*** Opening Excerpted records ***

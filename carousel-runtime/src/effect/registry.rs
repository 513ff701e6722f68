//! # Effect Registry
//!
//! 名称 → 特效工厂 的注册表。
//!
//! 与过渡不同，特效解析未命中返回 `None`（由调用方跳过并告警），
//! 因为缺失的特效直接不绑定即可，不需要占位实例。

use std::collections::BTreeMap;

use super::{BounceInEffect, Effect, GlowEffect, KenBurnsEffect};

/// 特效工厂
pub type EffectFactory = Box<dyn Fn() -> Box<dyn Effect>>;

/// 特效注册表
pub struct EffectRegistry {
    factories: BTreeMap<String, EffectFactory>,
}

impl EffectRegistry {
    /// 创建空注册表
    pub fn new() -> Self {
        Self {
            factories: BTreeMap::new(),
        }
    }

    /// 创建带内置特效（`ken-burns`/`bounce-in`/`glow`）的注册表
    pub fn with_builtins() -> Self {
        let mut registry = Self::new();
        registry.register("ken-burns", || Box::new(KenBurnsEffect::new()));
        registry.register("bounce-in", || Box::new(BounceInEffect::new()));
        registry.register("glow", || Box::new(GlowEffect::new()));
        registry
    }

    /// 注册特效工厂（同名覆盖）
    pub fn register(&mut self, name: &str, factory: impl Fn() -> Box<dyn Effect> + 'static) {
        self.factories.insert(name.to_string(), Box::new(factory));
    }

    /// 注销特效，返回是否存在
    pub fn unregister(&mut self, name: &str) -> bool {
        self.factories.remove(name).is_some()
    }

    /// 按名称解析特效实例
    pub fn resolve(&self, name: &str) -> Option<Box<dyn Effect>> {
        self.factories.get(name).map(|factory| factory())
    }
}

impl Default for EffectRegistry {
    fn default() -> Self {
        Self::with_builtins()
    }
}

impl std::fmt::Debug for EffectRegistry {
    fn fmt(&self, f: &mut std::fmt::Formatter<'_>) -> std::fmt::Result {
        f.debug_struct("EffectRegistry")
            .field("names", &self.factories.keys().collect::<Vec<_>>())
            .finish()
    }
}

*** Closing Excerpted records ***

Output the listing above without altering a single character.

filename carousel-runtime/src/effect/registry.rs
repository 513ff701e6722f68
//! # Effect Registry
//!
//! 名称 → 特效工厂 的注册表。
//!
//! 与过渡不同，特效解析未命中返回 `None`（由调用方跳过并告警），
//! 因为缺失的特效直接不绑定即可，不需要占位实例。

use std::collections::BTreeMap;

use super::{BounceInEffect, Effect, GlowEffect, KenBurnsEffect};

/// 特效工厂
pub type EffectFactory = Box<dyn Fn() -> Box<dyn Effect>>;

/// 特效注册表
pub struct EffectRegistry {
    factories: BTreeMap<String, EffectFactory>,
}

impl EffectRegistry {
    /// 创建空注册表
    pub fn new() -> Self {
        Self {
            factories: BTreeMap::new(),
        }
    }

    /// 创建带内置特效（`ken-burns`/`bounce-in`/`glow`）的注册表
    pub fn with_builtins() -> Self {
        let mut registry = Self::new();
        registry.register("ken-burns", || Box::new(KenBurnsEffect::new()));
        registry.register("bounce-in", || Box::new(BounceInEffect::new()));
        registry.register("glow", || Box::new(GlowEffect::new()));
        registry
    }

    /// 注册特效工厂（同名覆盖）
    pub fn register(&mut self, name: &str, factory: impl Fn() -> Box<dyn Effect> + 'static) {
        self.factories.insert(name.to_string(), Box::new(factory));
    }

    /// 注销特效，返回是否存在
    pub fn unregister(&mut self, name: &str) -> bool {
        self.factories.remove(name).is_some()
    }

    /// 按名称解析特效实例
    pub fn resolve(&self, name: &str) -> Option<Box<dyn Effect>> {
        self.factories.get(name).map(|factory| factory())
    }
}

impl Default for EffectRegistry {
    fn default() -> Self {
        Self::with_builtins()
    }
}

impl std::fmt::Debug for EffectRegistry {
    fn fmt(&self, f: &mut std::fmt::Formatter<'_>) -> std::fmt::Result {
        f.debug_struct("EffectRegistry")
            .field("names", &self.factories.keys().collect::<Vec<_>>())
            .finish()
    }
}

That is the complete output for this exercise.